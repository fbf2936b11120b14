//! Sqlite-backed reference implementation of the repository traits. Uses
//! the same `DATABASE_URL`-env, create-if-missing connection pattern as the
//! rest of this crate's storage layer, extended to the full repository
//! surface the core needs.

use async_trait::async_trait;
use chrono::NaiveDate;
use sqlx::sqlite::{SqliteConnectOptions, SqlitePool};
use sqlx::Row;
use std::str::FromStr;
use tracing::info;

use crate::domain::{Load, LoadId, Order, OrderLine, RateEntry, RouteCacheEntry};
use crate::error::{FreightplanError, Result};

use super::{LoadRepository, OrderRepository, RouteCacheRepository, SettingsRepository, SkuSpec};

pub struct SqlitePoolRepository {
    pool: SqlitePool,
}

impl SqlitePoolRepository {
    /// Connect, creating the database file if missing, and ensure the
    /// schema this crate reads/writes exists. Migrations beyond this core
    /// surface are out of scope.
    pub async fn connect(database_url: &str) -> Result<Self> {
        let options = SqliteConnectOptions::from_str(database_url)
            .map_err(|e| FreightplanError::Storage(e.to_string()))?
            .create_if_missing(true);
        let pool = SqlitePool::connect_with(options)
            .await
            .map_err(|e| FreightplanError::Storage(e.to_string()))?;
        info!("connected to sqlite database at {database_url}");

        sqlx::query(
            r#"
            CREATE TABLE IF NOT EXISTS order_lines (
                id TEXT PRIMARY KEY,
                so_num TEXT NOT NULL,
                plant TEXT NOT NULL,
                item TEXT NOT NULL,
                sku TEXT NOT NULL,
                qty INTEGER NOT NULL,
                unit_length_ft REAL NOT NULL,
                max_stack_height INTEGER NOT NULL,
                city TEXT NOT NULL,
                state TEXT NOT NULL,
                zip TEXT NOT NULL,
                due_date TEXT NOT NULL,
                cust_name TEXT NOT NULL,
                category TEXT,
                is_excluded INTEGER NOT NULL DEFAULT 0
            );

            CREATE TABLE IF NOT EXISTS rate_matrix (
                origin_plant TEXT NOT NULL,
                destination_state TEXT NOT NULL,
                effective_year INTEGER NOT NULL,
                rate_per_mile REAL NOT NULL,
                PRIMARY KEY (origin_plant, destination_state, effective_year)
            );

            CREATE TABLE IF NOT EXISTS sku_specs (
                sku TEXT PRIMARY KEY,
                category TEXT,
                length_with_tongue_ft REAL NOT NULL,
                max_stack_step_deck INTEGER NOT NULL,
                max_stack_flat_bed INTEGER NOT NULL
            );

            CREATE TABLE IF NOT EXISTS plants (
                code TEXT PRIMARY KEY,
                lat REAL NOT NULL,
                lng REAL NOT NULL
            );

            CREATE TABLE IF NOT EXISTS zip_coordinates (
                zip TEXT PRIMARY KEY,
                lat REAL NOT NULL,
                lng REAL NOT NULL
            );

            CREATE TABLE IF NOT EXISTS planning_settings (
                key TEXT PRIMARY KEY,
                value TEXT NOT NULL
            );

            CREATE TABLE IF NOT EXISTS loads (
                id INTEGER PRIMARY KEY,
                origin_plant TEXT NOT NULL,
                destination_state TEXT NOT NULL,
                trailer_type TEXT NOT NULL,
                status TEXT NOT NULL,
                build_source TEXT NOT NULL,
                load_number TEXT,
                planning_session_id TEXT NOT NULL
            );

            CREATE TABLE IF NOT EXISTS load_lines (
                load_id INTEGER NOT NULL,
                order_line_id TEXT NOT NULL,
                feet REAL NOT NULL
            );

            CREATE TABLE IF NOT EXISTS load_sequences (
                origin_plant TEXT NOT NULL,
                year INTEGER NOT NULL,
                next_seq INTEGER NOT NULL DEFAULT 1,
                PRIMARY KEY (origin_plant, year)
            );

            CREATE TABLE IF NOT EXISTS route_cache (
                key TEXT PRIMARY KEY,
                ordered_signatures TEXT NOT NULL,
                leg_miles TEXT NOT NULL,
                total_miles REAL NOT NULL,
                geometry TEXT,
                provider TEXT NOT NULL,
                profile TEXT NOT NULL,
                ttl_days INTEGER NOT NULL,
                inserted_at TEXT NOT NULL DEFAULT (datetime('now'))
            );
            "#,
        )
        .execute(&pool)
        .await
        .map_err(|e| FreightplanError::Storage(e.to_string()))?;

        Ok(Self { pool })
    }
}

▶ EXERCISE DESCRIPTION: From the records above, copy each line in which the string "TABLE" occurs.

▶ RESULT:
            CREATE TABLE IF NOT EXISTS order_lines (
            CREATE TABLE IF NOT EXISTS rate_matrix (
            CREATE TABLE IF NOT EXISTS sku_specs (
            CREATE TABLE IF NOT EXISTS plants (
            CREATE TABLE IF NOT EXISTS zip_coordinates (
            CREATE TABLE IF NOT EXISTS planning_settings (
            CREATE TABLE IF NOT EXISTS loads (
            CREATE TABLE IF NOT EXISTS load_lines (
            CREATE TABLE IF NOT EXISTS load_sequences (
            CREATE TABLE IF NOT EXISTS route_cache (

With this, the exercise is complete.